The question isn’t, “Will there be a lockout in 2017?” The question is, “Will we lose games — or an entire season — because of the 2017 lockout?”
While there are some optimistic that all the money on the table will get the sides to agree to a deal before some or all of the season is lost, the posturing and rhetoric two years out shows two sides trying to control the narrative and seeming pretty far apart.
On Tuesday, after the NBA owners meetings, NBA Commissioner Adam Silver bemoaned that “a significant” number of NBA teams are losing money, that the 50 percent of the Basketball Related Income (BRI) that goes to the players is out of the NBA gross, and that the league would need to write a nearly $500 million check to the players union because the league did not meet its payroll floor under the current agreement.
Thursday, in a letter to media members, National Basketball Players Association executive director Michele Roberts challenged those assumptions (hat tip Ken Berger at CBSSports.com).
“Virtually every business metric demonstrates that our business is healthy. Gate receipts, merchandise sales and TV ratings are all at an all-time high. Franchise values have risen exponentially in recent years, and the NBA has enjoyed high single-digit revenue growth since 2010-11.”
Regarding the idea teams are losing money: “We agreed not to debate the finer points of negotiation in public, and aren’t going to change that approach now, in response to some remarks by the commissioner on Tuesday. We are, however, going to take him up on his offer to share the audited financials with the union. We also want to ensure that everyone understands the facts of this business.”
And that the players share of BRI comes out of the gross NBA revenues: “We do not have a gross compensation system. The players’ 50 percent share is calculated net of a substantial amount of expenses and deductions.”
She also went on to challenge Silvers’ comments that arena leases and deals are harming some teams, noting that a lot of teams get “generous” loans and subsidies from a variety of levels of government to help with those costs.

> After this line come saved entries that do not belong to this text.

use crate::error::config::ConfigError;
use crate::{DEFAULT_BASE_URL, DEFAULT_REMOTE_TIMEOUT};

use common::ErrorLocation;

use std::env;
use std::panic::Location;
use std::path::{Path, PathBuf};
use std::time::Duration;

use log::{info, warn};
use serde::{Deserialize, Serialize};

const CONFIG_FILE_NAME: &str = "config.json";
const CONFIG_DIR_NAME: &str = "matprops";
const CONFIG_VERSION: u32 = 1;
const MIN_TIMEOUT_SECS: u64 = 1;
const MAX_TIMEOUT_SECS: u64 = 300;

pub const BASE_URL_ENV: &str = "MATPROPS_BASE_URL";
pub const TIMEOUT_SECS_ENV: &str = "MATPROPS_TIMEOUT_SECS";

// ============================================
// CONFIG STRUCTS
// ============================================

#[derive(Debug, Clone, PartialEq, Eq, Serialize, Deserialize)]
pub struct RemoteConfig {
    #[serde(default = "default_base_url")]
    pub base_url: String,
    #[serde(default = "default_timeout_secs")]
    pub timeout_secs: u64,
}

impl Default for RemoteConfig {
    fn default() -> Self {
        Self {
            base_url: default_base_url(),
            timeout_secs: default_timeout_secs(),
        }
    }
}

impl RemoteConfig {
    pub fn timeout(&self) -> Duration {
        Duration::from_secs(self.timeout_secs)
    }
}

#[derive(Debug, Clone, PartialEq, Eq, Serialize, Deserialize)]
pub struct ComputeConfig {
    #[serde(default = "default_version")]
    pub version: u32,

    #[serde(default)]
    pub remote: RemoteConfig,
}

impl Default for ComputeConfig {
    fn default() -> Self {
        Self {
            version: CONFIG_VERSION,
            remote: RemoteConfig::default(),
        }
    }
}

// ============================================
// DEFAULT FUNCTIONS
// ============================================

fn default_version() -> u32 {
    CONFIG_VERSION
}
fn default_base_url() -> String {
    DEFAULT_BASE_URL.to_string()
}
fn default_timeout_secs() -> u64 {
    DEFAULT_REMOTE_TIMEOUT.as_secs()
}

// ============================================
// IMPLEMENTATION
// ============================================

impl ComputeConfig {
    /// `{platform config dir}/matprops`.
    pub fn default_dir() -> Result<PathBuf, ConfigError> {
        dirs::config_dir()
            .map(|dir| dir.join(CONFIG_DIR_NAME))
            .ok_or_else(|| ConfigError::DirectoryNotFound {
                location: ErrorLocation::from(Location::caller()),
                reason: "Platform has no config directory".to_string(),
            })
    }

    /// Load config from {config_dir}/config.json.
    ///
    /// A missing file yields the defaults. A file that exists but cannot be
    /// read, parsed or validated is an error.
    pub fn load(config_dir: &Path) -> Result<Self, ConfigError> {
        let config_path = config_dir.join(CONFIG_FILE_NAME);

        if !config_path.exists() {
            info!(
                "Config file not found at {}, using defaults",
                config_path.display()
            );
            return Ok(Self::default());
        }

        let contents =
            std::fs::read_to_string(&config_path).map_err(|e| ConfigError::ReadError {
                location: ErrorLocation::from(Location::caller()),
                path: config_path.clone(),
                source: e,
            })?;

        let config: ComputeConfig =
            serde_json::from_str(&contents).map_err(|e| ConfigError::ParseError {
                location: ErrorLocation::from(Location::caller()),
                path: config_path.clone(),
                reason: e.to_string(),
            })?;

        config.validate()?;

        info!("Config loaded from {}", config_path.display());
        Ok(config)
    }

    /// Save config to {config_dir}/config.json through a temp file and rename.
    pub fn save(&self, config_dir: &Path) -> Result<(), ConfigError> {
        self.validate()?;

        std::fs::create_dir_all(config_dir).map_err(|e| ConfigError::WriteError {
            location: ErrorLocation::from(Location::caller()),
            path: config_dir.to_path_buf(),
            source: e,
        })?;

        let config_path = config_dir.join(CONFIG_FILE_NAME);
        let temp_path = config_dir.join(format!("{CONFIG_FILE_NAME}.tmp"));

        let json = serde_json::to_string_pretty(self).map_err(|e| ConfigError::SerializeError {
            location: ErrorLocation::from(Location::caller()),
            reason: e.to_string(),
        })?;

        std::fs::write(&temp_path, json).map_err(|e| ConfigError::WriteError {
            location: ErrorLocation::from(Location::caller()),
            path: temp_path.clone(),
            source: e,
        })?;

        std::fs::rename(&temp_path, &config_path).map_err(|e| ConfigError::WriteError {
            location: ErrorLocation::from(Location::caller()),
            path: config_path.clone(),
            source: e,
        })?;

        info!("Config saved to {}", config_path.display());
        Ok(())
    }

    /// # Errors
    ///
    /// Returns [`ConfigError::ValidationError`] if any value is out of range.
    pub fn validate(&self) -> Result<(), ConfigError> {
        if self.version == 0 || self.version > CONFIG_VERSION {
            return Err(ConfigError::ValidationError {
                location: ErrorLocation::from(Location::caller()),
                reason: format!(
                    "Invalid version: {} (expected 1-{CONFIG_VERSION})",
                    self.version
                ),
            });
        }

        let base_url = &self.remote.base_url;
        if !base_url.starts_with("http://") && !base_url.starts_with("https://") {
            return Err(ConfigError::ValidationError {
                location: ErrorLocation::from(Location::caller()),
                reason: format!("Invalid base URL: '{base_url}' (must be http or https)"),
            });
        }

        if url::Url::parse(base_url).is_err() {
            return Err(ConfigError::ValidationError {
                location: ErrorLocation::from(Location::caller()),
                reason: format!("Invalid base URL: '{base_url}'"),
            });
        }

        if !(MIN_TIMEOUT_SECS..=MAX_TIMEOUT_SECS).contains(&self.remote.timeout_secs) {
            return Err(ConfigError::ValidationError {
                location: ErrorLocation::from(Location::caller()),
                reason: format!(
                    "Invalid timeout: {}s (must be {MIN_TIMEOUT_SECS}-{MAX_TIMEOUT_SECS})",
                    self.remote.timeout_secs
                ),
            });
        }

        Ok(())
    }

    /// Apply `MATPROPS_*` overrides from the process environment, after
    /// loading a `.env` file if one is present.
    pub fn apply_env_overrides(&mut self) {
        try_load_dotenv();
        self.apply_overrides(|key| env::var(key).ok());
    }

    /// Apply overrides from `lookup`. Values that would not validate are
    /// skipped with a warning.
    pub fn apply_overrides(&mut self, lookup: impl Fn(&str) -> Option<String>) {
        if let Some(base_url) = lookup(BASE_URL_ENV) {
            let candidate = RemoteConfig {
                base_url: base_url.clone(),
                ..self.remote.clone()
            };
            if self.with_remote(candidate).validate().is_ok() {
                self.remote.base_url = base_url;
            } else {
                warn!("Ignoring {BASE_URL_ENV}='{base_url}': not a valid http(s) URL");
            }
        }

        if let Some(raw) = lookup(TIMEOUT_SECS_ENV) {
            match raw.trim().parse::<u64>() {
                Ok(secs) if (MIN_TIMEOUT_SECS..=MAX_TIMEOUT_SECS).contains(&secs) => {
                    self.remote.timeout_secs = secs;
                }
                _ => warn!(
                    "Ignoring {TIMEOUT_SECS_ENV}='{raw}': expected {MIN_TIMEOUT_SECS}-{MAX_TIMEOUT_SECS}"
                ),
            }
        }
    }

    fn with_remote(&self, remote: RemoteConfig) -> Self {
        Self {
            version: self.version,
            remote,
        }
    }
}

fn try_load_dotenv() {
    match dotenvy::dotenv() {
        Ok(path) => info!("Loaded environment from {}", path.display()),
        Err(e) if e.not_found() => {}
        Err(e) => warn!("Failed to load .env: {e}"),
    }
}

Going into the last lockout the NBA owners behind David Stern controlled the narrative — the players got 57 percent of the BRI, and the owners needed changes to the system to be profitable. Whether it was true or not is moot, the owners controlled the storyline, and eventually dominated the negotiations. Then union director Billy Hunter was forced out of his job not long after that.
Roberts, the new union director, isn’t about to let Silver and the owners control the storylines — and she’s got a strong case to make. With the Clippers selling for $2 billion and other teams’ values through the roof, plus a new national television deal that basically doubles that massive revenue stream, the owners cries of poverty can be more easily met with “well, that’s on you for how you choose to run your business, not just the players’ salaries.”
Right now both sides are trying to control the spin.
What will matter come the summer of 2017 is not as much the spin but just one thing — BRI. Who gets how much of the pie. Everything else — from the age limit through drug testing — is window dressing.